[[ EXTRACTED MATERIAL open ]]

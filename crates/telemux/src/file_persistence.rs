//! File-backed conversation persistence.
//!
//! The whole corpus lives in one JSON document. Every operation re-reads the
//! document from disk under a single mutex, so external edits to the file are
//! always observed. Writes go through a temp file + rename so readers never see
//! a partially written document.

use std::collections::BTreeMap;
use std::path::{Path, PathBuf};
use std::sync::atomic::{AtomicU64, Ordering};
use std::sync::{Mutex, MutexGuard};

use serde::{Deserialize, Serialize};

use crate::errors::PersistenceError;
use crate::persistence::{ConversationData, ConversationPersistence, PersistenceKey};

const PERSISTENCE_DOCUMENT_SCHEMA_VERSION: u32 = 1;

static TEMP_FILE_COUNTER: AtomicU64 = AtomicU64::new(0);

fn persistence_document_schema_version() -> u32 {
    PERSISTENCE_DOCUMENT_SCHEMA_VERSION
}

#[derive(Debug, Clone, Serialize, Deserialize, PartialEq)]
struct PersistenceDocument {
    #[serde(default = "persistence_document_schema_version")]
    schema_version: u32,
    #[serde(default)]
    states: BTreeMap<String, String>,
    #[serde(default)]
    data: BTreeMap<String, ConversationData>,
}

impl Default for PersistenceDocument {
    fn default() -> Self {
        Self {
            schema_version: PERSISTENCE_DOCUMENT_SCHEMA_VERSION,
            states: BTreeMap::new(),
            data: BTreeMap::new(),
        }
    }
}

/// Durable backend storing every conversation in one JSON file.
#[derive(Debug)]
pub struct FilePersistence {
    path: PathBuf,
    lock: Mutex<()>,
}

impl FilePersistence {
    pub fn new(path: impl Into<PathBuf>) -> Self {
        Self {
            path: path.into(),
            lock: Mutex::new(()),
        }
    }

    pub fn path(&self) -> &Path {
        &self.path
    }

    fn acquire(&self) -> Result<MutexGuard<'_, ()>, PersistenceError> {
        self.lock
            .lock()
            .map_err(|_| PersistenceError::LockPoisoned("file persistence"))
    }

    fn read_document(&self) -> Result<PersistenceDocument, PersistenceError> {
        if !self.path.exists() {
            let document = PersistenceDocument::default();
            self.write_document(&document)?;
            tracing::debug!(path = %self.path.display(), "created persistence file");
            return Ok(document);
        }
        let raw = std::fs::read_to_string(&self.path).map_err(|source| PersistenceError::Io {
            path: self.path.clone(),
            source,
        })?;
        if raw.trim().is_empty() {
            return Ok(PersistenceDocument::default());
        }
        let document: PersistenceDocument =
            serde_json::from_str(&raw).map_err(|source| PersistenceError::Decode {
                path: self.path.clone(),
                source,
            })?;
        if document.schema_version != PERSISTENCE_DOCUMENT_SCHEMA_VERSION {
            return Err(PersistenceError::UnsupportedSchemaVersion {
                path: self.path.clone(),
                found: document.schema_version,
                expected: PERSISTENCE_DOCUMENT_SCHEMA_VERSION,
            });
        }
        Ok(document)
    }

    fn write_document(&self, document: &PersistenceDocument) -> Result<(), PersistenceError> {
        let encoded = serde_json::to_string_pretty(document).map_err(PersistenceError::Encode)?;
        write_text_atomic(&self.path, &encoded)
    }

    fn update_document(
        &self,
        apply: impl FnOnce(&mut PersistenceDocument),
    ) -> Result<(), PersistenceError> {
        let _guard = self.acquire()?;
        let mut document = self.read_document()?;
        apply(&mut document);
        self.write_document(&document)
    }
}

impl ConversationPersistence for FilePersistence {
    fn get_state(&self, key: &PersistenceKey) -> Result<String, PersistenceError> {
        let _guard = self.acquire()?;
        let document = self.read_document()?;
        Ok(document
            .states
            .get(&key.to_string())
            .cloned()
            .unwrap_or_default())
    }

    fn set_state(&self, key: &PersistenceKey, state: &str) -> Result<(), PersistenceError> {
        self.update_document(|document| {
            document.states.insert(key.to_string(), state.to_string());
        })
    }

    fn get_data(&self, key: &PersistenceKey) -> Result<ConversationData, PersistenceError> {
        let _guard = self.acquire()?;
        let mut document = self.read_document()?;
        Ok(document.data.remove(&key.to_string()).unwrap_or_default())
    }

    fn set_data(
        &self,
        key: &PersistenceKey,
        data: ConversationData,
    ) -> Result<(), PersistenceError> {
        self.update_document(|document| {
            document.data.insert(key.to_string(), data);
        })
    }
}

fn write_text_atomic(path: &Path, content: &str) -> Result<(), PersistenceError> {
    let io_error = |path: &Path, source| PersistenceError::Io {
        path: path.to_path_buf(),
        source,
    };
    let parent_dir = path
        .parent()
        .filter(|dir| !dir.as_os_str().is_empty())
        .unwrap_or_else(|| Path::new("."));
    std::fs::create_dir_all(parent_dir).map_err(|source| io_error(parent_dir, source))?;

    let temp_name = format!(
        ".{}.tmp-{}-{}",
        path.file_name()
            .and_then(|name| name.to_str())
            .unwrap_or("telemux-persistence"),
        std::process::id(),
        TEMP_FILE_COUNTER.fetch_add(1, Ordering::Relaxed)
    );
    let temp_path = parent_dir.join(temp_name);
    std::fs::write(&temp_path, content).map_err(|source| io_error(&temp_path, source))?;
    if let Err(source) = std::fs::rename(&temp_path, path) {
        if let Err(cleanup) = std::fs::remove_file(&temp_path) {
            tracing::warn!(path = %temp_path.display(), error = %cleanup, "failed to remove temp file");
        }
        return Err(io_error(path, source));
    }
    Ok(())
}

[[ EXTRACTED MATERIAL closed ]]

ACTIVITY
Which lines of the listing contain the string "PathBuf"? Copy each of them.

RESULT OF THIS TASK
use std::path::{Path, PathBuf};
    path: PathBuf,
    pub fn new(path: impl Into<PathBuf>) -> Self {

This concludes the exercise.